Hydroxyurea (HU) induces AKR cells to produce endogenous murine retrovirus at a low frequency (≈1 × 10-5), and DNA synthesis is required soon after treatment with HU for induction to be observed (i.e., no stable induction intermediate is formed). Induction by HU can be enhanced by simultaneous treatment with halogenated pyrimidines, with the concomitant appearance of a stable induction intermediate state. The effects of the two compounds are synergistic, indicating an actual stimulation of HU-mediated induction by iododeoxyuridine.

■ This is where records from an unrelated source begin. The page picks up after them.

pub mod event;
pub mod sink;


use std::sync::Arc;

use thiserror::Error;
use tokio::{
    sync::mpsc::{self, error::TrySendError},
    task::JoinHandle,
};

use crate::input::metrics::Metrics;

use event::{DispatchEvent, DropReason};
use sink::InjectionSink;

/// Possible errors when enqueueing a dispatch event
#[derive(Error, Debug)]
pub enum DispatchError {
    #[error("dispatch queue is full, dropped: {0}")]
    QueueFull(DispatchEvent),
    #[error("dispatch consumer has stopped")]
    Closed,
}

/// Producer half of the dispatch pipeline. Enqueueing never blocks; events
/// that do not fit are dropped and counted.
#[derive(Debug)]
pub struct Dispatcher {
    tx: mpsc::Sender<DispatchEvent>,
    metrics: Arc<Metrics>,
}

impl Dispatcher {
    pub fn dispatch(&self, event: DispatchEvent) -> Result<(), DispatchError> {
        match self.tx.try_send(event) {
            Ok(_) => Ok(()),
            Err(TrySendError::Full(event)) => {
                self.metrics.record_drop(DropReason::EngineQueueFull);
                log::warn!("Dispatch queue full, dropping {event}");
                Err(DispatchError::QueueFull(event))
            }
            Err(TrySendError::Closed(_)) => Err(DispatchError::Closed),
        }
    }
}

/// Consumer half of the dispatch pipeline. Owns the thread that hands
/// events to the [InjectionSink].
#[derive(Debug)]
pub struct DispatchConsumer {
    task: JoinHandle<u64>,
}

impl DispatchConsumer {
    /// Wait for the consumer to drain the queue and stop. The queue closes
    /// once the [Dispatcher] is dropped. Returns the number of events that
    /// were injected.
    pub async fn join(self) -> u64 {
        match self.task.await {
            Ok(delivered) => delivered,
            Err(e) => {
                log::error!("Dispatch consumer failed: {e}");
                0
            }
        }
    }
}

/// Create the dispatch queue and start its consumer. Must be called from
/// within a tokio runtime.
pub fn start<S: InjectionSink>(
    capacity: usize,
    mut sink: S,
    metrics: Arc<Metrics>,
) -> (Dispatcher, DispatchConsumer) {
    let (tx, mut rx) = mpsc::channel::<DispatchEvent>(capacity.max(1));

    let consumer_metrics = metrics.clone();
    let task = tokio::task::spawn_blocking(move || {
        log::debug!("Dispatch consumer started");
        let mut delivered = 0;
        while let Some(event) = rx.blocking_recv() {
            if let Err(e) = sink.inject(&event) {
                log::error!("Failed to inject {event}: {e}");
                continue;
            }
            consumer_metrics.inc_dispatched();
            delivered += 1;
        }
        log::debug!("Dispatch consumer stopped after {delivered} events");
        delivered
    });

    (Dispatcher { tx, metrics }, DispatchConsumer { task })
}
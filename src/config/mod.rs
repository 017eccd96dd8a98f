pub mod layout;
pub mod path;

use std::{io, path::Path};

use glob_match::glob_match;
use schemars::JsonSchema;
use serde::{Deserialize, Serialize};
use thiserror::Error;

use crate::{
    drivers::trackpad::{decoder::TargetSpace, ProfilePreference},
    input::Side,
};

/// Represents all possible errors loading a configuration document
#[derive(Debug, Error)]
pub enum LoadError {
    #[error("Could not read: {0}")]
    IoError(#[from] io::Error),
    #[error("Unable to deserialize: {0}")]
    DeserializeError(#[from] serde_yaml::Error),
    #[error("Invalid JSON: {0}")]
    JsonError(#[from] serde_json::Error),
}

/// Invalid configuration. This is the only error that prevents the engine
/// from being constructed.
#[derive(Debug, Error, Clone, PartialEq)]
pub enum ConfigError {
    #[error("Invalid value for '{field}': {reason}")]
    InvalidValue { field: &'static str, reason: String },
    #[error("Duplicate key '{id}' on the {side} side")]
    DuplicateKey { side: Side, id: String },
    #[error("Invalid key '{id}': {reason}")]
    InvalidKey { id: String, reason: String },
    #[error("Keymap references layer {layer} but only {count} exist")]
    UnknownLayer { layer: usize, count: usize },
}

fn invalid(field: &'static str, reason: impl Into<String>) -> ConfigError {
    ConfigError::InvalidValue {
        field,
        reason: reason.into(),
    }
}

/// Mouse buttons that can be bound to actions
#[derive(Debug, Clone, Copy, PartialEq, Eq, Hash, Deserialize, Serialize, JsonSchema)]
#[serde(rename_all = "snake_case")]
pub enum MouseButton {
    Left,
    Right,
    Middle,
}

/// Something a key or gesture does when triggered
#[derive(Debug, Clone, PartialEq, Eq, Default, Deserialize, Serialize, JsonSchema)]
#[serde(tag = "type", rename_all = "snake_case")]
pub enum Action {
    /// Consume the input without emitting anything
    #[default]
    None,
    Key {
        key: String,
    },
    Chord {
        modifiers: Vec<String>,
        key: String,
    },
    MouseButton {
        button: MouseButton,
    },
    /// Toggle the chordal shift modifier
    ChordalShift,
    ToggleTyping,
    ToggleKeyboardMode,
    /// Switch the active keymap layer. Toggling the active layer returns to
    /// the base layer.
    LayerToggle {
        layer: usize,
    },
    /// Activate a keymap layer only while the key is held
    MomentaryLayer {
        layer: usize,
    },
}

impl Action {
    pub fn key(key: &str) -> Self {
        Action::Key {
            key: key.to_string(),
        }
    }

    pub fn is_none(&self) -> bool {
        matches!(self, Action::None)
    }

    /// Returns the keymap layer this action refers to, if any
    pub fn layer(&self) -> Option<usize> {
        match self {
            Action::LayerToggle { layer } | Action::MomentaryLayer { layer } => Some(*layer),
            _ => None,
        }
    }
}

/// Bindings for every gesture the engine can recognize
#[derive(Debug, Clone, PartialEq, Eq, Deserialize, Serialize, JsonSchema)]
#[serde(default, rename_all = "snake_case")]
pub struct GestureBindings {
    pub two_finger_tap: Action,
    pub three_finger_tap: Action,
    pub four_finger_hold: Action,
    pub five_finger_swipe_left: Action,
    pub five_finger_swipe_right: Action,
    pub five_finger_swipe_up: Action,
    pub five_finger_swipe_down: Action,
    pub corner_top_left: Action,
    pub corner_top_right: Action,
    pub corner_bottom_left: Action,
    pub corner_bottom_right: Action,
}

impl Default for GestureBindings {
    fn default() -> Self {
        Self {
            two_finger_tap: Action::MouseButton {
                button: MouseButton::Left,
            },
            three_finger_tap: Action::MouseButton {
                button: MouseButton::Right,
            },
            four_finger_hold: Action::ChordalShift,
            five_finger_swipe_left: Action::ToggleTyping,
            five_finger_swipe_right: Action::ToggleTyping,
            five_finger_swipe_up: Action::ToggleKeyboardMode,
            five_finger_swipe_down: Action::ToggleKeyboardMode,
            corner_top_left: Action::None,
            corner_top_right: Action::None,
            corner_bottom_left: Action::None,
            corner_bottom_right: Action::None,
        }
    }
}

impl GestureBindings {
    fn actions(&self) -> [&Action; 11] {
        [
            &self.two_finger_tap,
            &self.three_finger_tap,
            &self.four_finger_hold,
            &self.five_finger_swipe_left,
            &self.five_finger_swipe_right,
            &self.five_finger_swipe_up,
            &self.five_finger_swipe_down,
            &self.corner_top_left,
            &self.corner_top_right,
            &self.corner_bottom_left,
            &self.corner_bottom_right,
        ]
    }
}

/// Physical size of one trackpad surface
#[derive(Debug, Clone, Copy, PartialEq, Deserialize, Serialize, JsonSchema)]
#[serde(default, rename_all = "snake_case")]
pub struct SurfaceConfig {
    pub width_mm: f64,
    pub height_mm: f64,
}

impl Default for SurfaceConfig {
    fn default() -> Self {
        Self {
            width_mm: 160.0,
            height_mm: 114.9,
        }
    }
}

/// Per-device decoder overrides. The path is a glob matched against the
/// device path (e.g. "/dev/hidraw*").
#[derive(Debug, Clone, PartialEq, Eq, Deserialize, Serialize, JsonSchema)]
#[serde(rename_all = "snake_case")]
pub struct DeviceConfig {
    pub path: String,
    pub profile: Option<ProfilePreference>,
    pub side: Option<Side>,
}

#[derive(Debug, Clone, PartialEq, Eq, Deserialize, Serialize, JsonSchema)]
#[serde(default, rename_all = "snake_case")]
pub struct DecoderConfig {
    pub target_max_x: u16,
    pub target_max_y: u16,
    pub default_profile: ProfilePreference,
    pub devices: Vec<DeviceConfig>,
}

impl Default for DecoderConfig {
    fn default() -> Self {
        let target = TargetSpace::default();
        Self {
            target_max_x: target.max_x,
            target_max_y: target.max_y,
            default_profile: ProfilePreference::Auto,
            devices: Vec::new(),
        }
    }
}

impl DecoderConfig {
    pub fn target(&self) -> TargetSpace {
        TargetSpace {
            max_x: self.target_max_x,
            max_y: self.target_max_y,
        }
    }

    /// Returns the first device override whose glob matches the given path
    pub fn device_for(&self, path: &str) -> Option<&DeviceConfig> {
        self.devices
            .iter()
            .find(|device| glob_match(device.path.as_str(), path))
    }

    /// Returns the decoder preference for the given device path
    pub fn profile_for(&self, path: &str) -> ProfilePreference {
        self.device_for(path)
            .and_then(|device| device.profile)
            .unwrap_or(self.default_profile)
    }

    /// Returns the configured side for the given device path
    pub fn side_for(&self, path: &str) -> Option<Side> {
        self.device_for(path).and_then(|device| device.side)
    }
}

/// Capacities of the bounded queues between pipeline stages
#[derive(Debug, Clone, Copy, PartialEq, Eq, Deserialize, Serialize, JsonSchema)]
#[serde(default, rename_all = "snake_case")]
pub struct QueueConfig {
    pub frame_capacity: usize,
    pub dispatch_capacity: usize,
}

impl Default for QueueConfig {
    fn default() -> Self {
        Self {
            frame_capacity: 256,
            dispatch_capacity: 128,
        }
    }
}

/// Tuning and bindings for the intent and gesture engine
#[derive(Debug, Clone, PartialEq, Deserialize, Serialize, JsonSchema)]
#[serde(default, rename_all = "snake_case")]
pub struct EngineConfig {
    pub surface: SurfaceConfig,
    /// How long a contact must stay down to count as a hold
    pub hold_duration_ms: u64,
    /// Travel after which a typing contact is abandoned
    pub drag_cancel_mm: f64,
    /// How long typing stays committed after the last contact lifts
    pub typing_grace_ms: u64,
    pub intent_move_mm: f64,
    pub intent_velocity_mm_s: f64,
    /// Snap radius as a percentage of a key's shorter dimension
    pub snap_radius_percent: f64,
    /// Snaps are refused when best / second best distance reaches this ratio
    pub snap_ambiguity_ratio: f64,
    pub tap_stagger_tolerance_ms: u64,
    pub tap_cadence_ms: u64,
    pub tap_move_mm: f64,
    pub force_min: u8,
    /// Upper bound of the accepted force band. Zero disables key dispatch.
    pub force_max: u8,
    pub swipe_distance_mm: f64,
    /// Contacts missing from frames for longer than this are released
    pub contact_liveness_ms: u64,
    pub corner_zone_mm: f64,
    pub gestures: GestureBindings,
    /// Ignore contacts that start off-key instead of treating them as pointer
    pub keyboard_mode: bool,
    /// Allow the four finger hold to act as a shift modifier
    pub chordal_shift: bool,
    pub typing_enabled: bool,
    pub decoder: DecoderConfig,
    pub queues: QueueConfig,
}

impl Default for EngineConfig {
    fn default() -> Self {
        Self {
            surface: SurfaceConfig::default(),
            hold_duration_ms: 220,
            drag_cancel_mm: 6.0,
            typing_grace_ms: 300,
            intent_move_mm: 3.0,
            intent_velocity_mm_s: 60.0,
            snap_radius_percent: 35.0,
            snap_ambiguity_ratio: 0.85,
            tap_stagger_tolerance_ms: 50,
            tap_cadence_ms: 200,
            tap_move_mm: 2.0,
            force_min: 0,
            force_max: 255,
            swipe_distance_mm: 18.0,
            contact_liveness_ms: 12,
            corner_zone_mm: 12.0,
            gestures: GestureBindings::default(),
            keyboard_mode: false,
            chordal_shift: true,
            typing_enabled: true,
            decoder: DecoderConfig::default(),
            queues: QueueConfig::default(),
        }
    }
}

impl EngineConfig {
    /// Load an [EngineConfig] from the given YAML string
    pub fn from_yaml(content: String) -> Result<EngineConfig, LoadError> {
        let config: EngineConfig = serde_yaml::from_str(content.as_str())?;
        Ok(config)
    }

    /// Load an [EngineConfig] from the given YAML file
    pub fn from_yaml_file<P: AsRef<Path>>(path: P) -> Result<EngineConfig, LoadError> {
        let file = std::fs::File::open(path)?;
        let config: EngineConfig = serde_yaml::from_reader(file)?;
        Ok(config)
    }

    /// Check every value the engine relies on
    pub fn validate(&self) -> Result<(), ConfigError> {
        let positive = [
            ("surface.width_mm", self.surface.width_mm),
            ("surface.height_mm", self.surface.height_mm),
            ("swipe_distance_mm", self.swipe_distance_mm),
        ];
        for (field, value) in positive {
            if !value.is_finite() || value <= 0.0 {
                return Err(invalid(field, format!("{value} must be greater than zero")));
            }
        }

        let non_negative = [
            ("drag_cancel_mm", self.drag_cancel_mm),
            ("intent_move_mm", self.intent_move_mm),
            ("intent_velocity_mm_s", self.intent_velocity_mm_s),
            ("snap_radius_percent", self.snap_radius_percent),
            ("tap_move_mm", self.tap_move_mm),
            ("corner_zone_mm", self.corner_zone_mm),
        ];
        for (field, value) in non_negative {
            if !value.is_finite() || value < 0.0 {
                return Err(invalid(field, format!("{value} must not be negative")));
            }
        }

        if !(self.snap_ambiguity_ratio > 0.0 && self.snap_ambiguity_ratio <= 1.0) {
            return Err(invalid(
                "snap_ambiguity_ratio",
                format!("{} must be in (0, 1]", self.snap_ambiguity_ratio),
            ));
        }
        if self.force_max != 0 && self.force_min > self.force_max {
            return Err(invalid(
                "force_min",
                format!(
                    "{} is above force_max {}",
                    self.force_min, self.force_max
                ),
            ));
        }
        if self.contact_liveness_ms == 0 {
            return Err(invalid("contact_liveness_ms", "must be greater than zero"));
        }
        if self.decoder.target_max_x == 0 || self.decoder.target_max_y == 0 {
            return Err(invalid("decoder", "target space must not be empty"));
        }
        if self.queues.frame_capacity == 0 || self.queues.dispatch_capacity == 0 {
            return Err(invalid("queues", "capacities must be greater than zero"));
        }

        Ok(())
    }

    /// Layers referenced by gesture bindings, used to validate them against
    /// the keymap
    pub fn referenced_layers(&self) -> impl Iterator<Item = usize> + '_ {
        self.gestures.actions().into_iter().filter_map(Action::layer)
    }

    /// Millimetres per target unit along each axis
    pub fn mm_per_unit(&self) -> (f64, f64) {
        let target = self.decoder.target();
        (
            self.surface.width_mm / target.max_x as f64,
            self.surface.height_mm / target.max_y as f64,
        )
    }
}
//! Nine-byte finger records sent by the USB-C revision when no PTP-shaped
//! report is available.
//! Source: https://github.com/torvalds/linux/blob/master/drivers/hid/hid-magicmouse.c

use super::frame::{Contact, ContactFlags, Frame, MAX_CONTACTS};

/// Vendor ID
pub const VID: u16 = 0x05ac;
/// Product ID of the USB-C revision
pub const PID_USB_C: u16 = 0x0324;
/// Smallest payload that can carry finger records
pub const MIN_PAYLOAD_SIZE: usize = 64;
/// Candidate offsets of the first finger record. Which one applies depends on
/// whether the transport kept the vendor header.
pub const BASE_OFFSETS: [usize; 2] = [1, 9];
/// Size of a single finger record
pub const RECORD_SIZE: usize = 9;

// Input report axis ranges
pub const X_MIN: i32 = -3678;
pub const X_MAX: i32 = 3934;
pub const Y_MIN: i32 = -2478;
pub const Y_MAX: i32 = 2587;

/// One unpacked finger record
#[derive(Debug, Clone, Copy, PartialEq, Eq)]
pub struct Finger {
    pub id: u8,
    pub x: i32,
    pub y: i32,
    pub pressure: u8,
    pub phase: u8,
}

impl Finger {
    /// The touch state in the top bits of byte 3 is zero for records that
    /// carry no touch
    pub fn is_touching(&self) -> bool {
        self.phase != 0
    }

    pub fn in_range(&self) -> bool {
        (X_MIN..=X_MAX).contains(&self.x) && (Y_MIN..=Y_MAX).contains(&self.y)
    }
}

/// Unpack a single finger record. X and Y are 13-bit signed values spread
/// over the first four bytes; the identity is the low nibble of the last byte.
pub fn unpack_finger(record: &[u8; RECORD_SIZE]) -> Finger {
    let b0 = record[0] as u32;
    let b1 = record[1] as u32;
    let b2 = record[2] as u32;
    let b3 = record[3] as u32;

    let x = ((b1 << 27 | b0 << 19) as i32) >> 19;
    let y = -(((b3 << 30 | b2 << 22 | b1 << 14) as i32) >> 19);

    Finger {
        id: record[8] & 0x0f,
        x,
        y,
        pressure: record[7],
        phase: (record[3] & 0xc0) >> 6,
    }
}

/// Pack a finger back into its wire form. Used to build test reports.
pub fn pack_finger(finger: &Finger) -> [u8; RECORD_SIZE] {
    let x = (finger.x as u32) & 0x1fff;
    let y = (-finger.y as u32) & 0x1fff;
    let mut record = [0u8; RECORD_SIZE];
    record[0] = (x & 0xff) as u8;
    record[1] = ((x >> 8) as u8 & 0x1f) | (((y & 0x07) as u8) << 5);
    record[2] = ((y >> 3) & 0xff) as u8;
    record[3] = (((y >> 11) & 0x03) as u8) | ((finger.phase & 0x03) << 6);
    record[7] = finger.pressure;
    record[8] = finger.id & 0x0f;
    record
}

/// Rescale a signed device coordinate into `0..=target_max`
pub fn rescale(value: i32, min: i32, max: i32, target_max: u16) -> u16 {
    let span = (max - min) as i64;
    let offset = (value.clamp(min, max) - min) as i64;
    ((offset * target_max as i64 + span / 2) / span) as u16
}

/// Collect valid, de-duplicated fingers starting at the given base offset.
/// Records that are all zero are padding. Records without a touch state or
/// out of range are dropped one by one.
pub fn collect_fingers(bytes: &[u8], base: usize) -> ([Option<Finger>; MAX_CONTACTS], usize) {
    let mut fingers = [None; MAX_CONTACTS];
    let mut found = 0;
    let mut seen: u16 = 0;

    let Some(records) = bytes.get(base..) else {
        return (fingers, 0);
    };
    for chunk in records.chunks_exact(RECORD_SIZE) {
        if found >= MAX_CONTACTS {
            break;
        }
        let Ok(record) = <&[u8; RECORD_SIZE]>::try_from(chunk) else {
            continue;
        };
        if record.iter().all(|b| *b == 0) {
            continue;
        }
        let finger = unpack_finger(record);
        if !finger.is_touching() {
            log::trace!("Dropping finger without touch state: {finger:?}");
            continue;
        }
        if !finger.in_range() {
            log::trace!("Dropping out of range finger: {finger:?}");
            continue;
        }
        let mask = 1u16 << finger.id;
        if seen & mask != 0 {
            continue;
        }
        seen |= mask;
        fingers[found] = Some(finger);
        found += 1;
    }

    (fingers, found)
}

/// Build a frame from whichever base offset yields more valid fingers. Ties
/// prefer the first offset. Returns None if neither offset holds a valid
/// finger, since the report is then not a touch report.
pub fn decode(bytes: &[u8], arrival_timestamp: u64, max_x: u16, max_y: u16) -> Option<Frame> {
    let mut best = collect_fingers(bytes, BASE_OFFSETS[0]);
    let mut base = BASE_OFFSETS[0];
    for offset in BASE_OFFSETS.iter().skip(1) {
        let candidate = collect_fingers(bytes, *offset);
        if candidate.1 > best.1 {
            best = candidate;
            base = *offset;
        }
    }
    if best.1 == 0 {
        return None;
    }

    let report_id = bytes.first().copied().unwrap_or_default();
    let mut frame = Frame::new(report_id, arrival_timestamp);
    // With the vendor header present, the second byte carries the click state
    frame.is_button_clicked = base == BASE_OFFSETS[1] && bytes.get(1).is_some_and(|b| b & 0x01 != 0);

    for finger in best.0.iter().flatten() {
        frame.push(Contact {
            id: finger.id,
            x: rescale(finger.x, X_MIN, X_MAX, max_x),
            y: rescale(finger.y, Y_MIN, Y_MAX, max_y),
            flags: ContactFlags::default().with_touching(),
            pressure: Some(finger.pressure),
            phase: Some(finger.phase),
        });
    }
    frame.set_contact_count(frame.len() as u8);

    Some(frame)
}
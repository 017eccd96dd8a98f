pub mod capture;
pub mod cli;
pub mod config;
pub mod drivers;
pub mod input;
pub mod sync;
#[test]
fn test_corner_tap() -> Result<(), Box<dyn Error>> {
    let mut config = config();
    config.gestures.corner_top_left = Action::key("escape");
    let mut engine = engine(config)?;

    let out = hold(&mut engine, Side::Left, 0, 40_000, &[touch(1, 5.0, 5.0)]);
    assert_eq!(keys(&out), vec![("escape".to_string(), vec![])]);
    assert_eq!(out.dispatches[0].label, "corner_top_left");

    // Too long to be a tap
    let out = hold(&mut engine, Side::Left, 100_000, 400_000, &[touch(1, 5.0, 5.0)]);
    assert!(out.dispatches.is_empty());
    Ok(())
}

fn layered_keymap(b: Action) -> Keymap {
    Keymap {
        layers: vec![
            KeymapLayer {
                name: "base".to_string(),
                bindings: HashMap::from([("b".to_string(), KeyBinding { tap: b, hold: None })]),
            },
            KeymapLayer {
                name: "nav".to_string(),
                bindings: HashMap::from([(
                    "a".to_string(),
                    KeyBinding {
                        tap: Action::key("left"),
                        hold: None,
                    },
                )]),
            },
        ],
    }
}

#[test]
fn test_layer_toggle() -> Result<(), Box<dyn Error>> {
    let keymap = layered_keymap(Action::LayerToggle { layer: 1 });
    let mut engine = Engine::new(config(), layout(), keymap)?;

    let out = hold(&mut engine, Side::Left, 0, 0, &[touch(1, 50.0, 30.0)]);
    assert_eq!(
        out.dispatches[0].action,
        DispatchAction::Control(ControlChange::Layer(1))
    );
    assert_eq!(engine.snapshot().active_layer, 1);

    let out = hold(&mut engine, Side::Left, 20_000, 20_000, &[touch(1, 30.0, 30.0)]);
    assert_eq!(keys(&out), vec![("left".to_string(), vec![])]);

    let out = hold(&mut engine, Side::Left, 40_000, 40_000, &[touch(1, 50.0, 30.0)]);
    assert_eq!(
        out.dispatches[0].action,
        DispatchAction::Control(ControlChange::Layer(0))
    );
    Ok(())
}

#[test]
fn test_momentary_layer() -> Result<(), Box<dyn Error>> {
    let keymap = layered_keymap(Action::MomentaryLayer { layer: 1 });
    let mut engine = Engine::new(config(), layout(), keymap)?;
    let b = touch(1, 50.0, 30.0);
    let a = touch(2, 30.0, 30.0);
    let mut lifted = a;
    lifted.flags = ContactFlags(0);

    let mut out = EngineOutput::default();
    for at in [0, 10_000, 20_000] {
        out.extend(engine.apply(Side::Left, &frame(at, &[b])));
    }
    assert!(engine.snapshot().momentary_layer_active);
    assert_eq!(out.dispatches[0].label, "momentary_layer:1");

    out.extend(engine.apply(Side::Left, &frame(30_000, &[b, a])));
    out.extend(engine.apply(Side::Left, &frame(40_000, &[b, lifted])));
    out.extend(engine.apply(Side::Left, &frame(50_000, &[])));

    assert_eq!(keys(&out), vec![("left".to_string(), vec![])]);
    let last = out.dispatches.last().map(|event| event.action.clone());
    assert_eq!(last, Some(DispatchAction::Control(ControlChange::Layer(0))));
    assert!(!engine.snapshot().momentary_layer_active);
    Ok(())
}
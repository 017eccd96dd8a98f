use std::env;
use std::error::Error;

use clap::Parser;

use splitpad::cli::{main_cli, Args};

#[tokio::main]
async fn main() -> Result<(), Box<dyn Error + Send + Sync>> {
    let args = Args::parse();

    let log_level = match env::var("LOG_LEVEL") {
        Ok(value) => value,
        Err(_) => "info".to_string(),
    };
    env::set_var("RUST_LOG", log_level);
    env_logger::init();
    const VERSION: &str = env!("CARGO_PKG_VERSION");
    log::debug!("Starting splitpad v{}", VERSION);

    if let Err(e) = main_cli(args).await {
        log::error!("{e}");
        return Err(e);
    }

    Ok(())
}
use std::time::Instant;

use tokio::sync::oneshot;

use crate::{
    config::{
        layout::{KeyLayout, Keymap},
        ConfigError, EngineConfig,
    },
    drivers::trackpad::DeviceDescriptor,
    input::Side,
};

/// One raw report as read from a device
#[derive(Debug, Clone)]
pub struct SourceReport {
    /// Device path the report was read from
    pub path: String,
    /// Side assigned by the source, if any. Falls back to the configured
    /// side for the path.
    pub side: Option<Side>,
    pub descriptor: DeviceDescriptor,
    pub bytes: Vec<u8>,
    pub received: Instant,
}

impl SourceReport {
    pub fn new(path: &str, side: Option<Side>, descriptor: DeviceDescriptor, bytes: &[u8]) -> Self {
        Self {
            path: path.to_string(),
            side,
            descriptor,
            bytes: bytes.to_vec(),
            received: Instant::now(),
        }
    }
}

/// Commands define all the different ways to interact with the
/// [super::EngineActor] over a channel. Commands are processed one at a time
/// in the order they were sent.
#[derive(Debug)]
pub enum EngineCommand {
    ProcessReport(SourceReport),
    /// Replies once every command sent before it has been processed
    WaitForIdle(oneshot::Sender<()>),
    ResetState,
    Reconfigure(Box<EngineConfig>, oneshot::Sender<Result<(), ConfigError>>),
    SetLayout(
        Box<(KeyLayout, Keymap)>,
        oneshot::Sender<Result<(), ConfigError>>,
    ),
    Stop,
}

Since HU inhibits semiconservative replication, and since [3H]bromodeoxyuri-dine is incorporated into the cellular genome predominantly by unscheduled DNA synthesis (repair replication) under these conditions, this stimulation appears to be the result of insertion into DNA of the thymidine analogs during the repair of HU-induced alterations in the DNA. The nature of HU damage to DNA is not defined; if single-strand breaks are involved, they may occur at a frequency < 10-8 and escape detection, but induction could also be due to other alterations in DNA. The characteristics of induction by HU, therefore, are similar to those of induction by other DNA-damaging treatments such as γ or X irradiation or methylcholanthrene. This suggests that these agents may induce by similar, if not identical, mechanisms. Further, the ability of halogenated pyrimidines to form a stable induction intermediate when incorporated by repair synthesis, similar to the intermediate formed when the analogs are incorporated during semiconservative replication, suggests that the same sites are involved for induction by damaging agents or by halogenated pyrimidine incorporation. © 1979.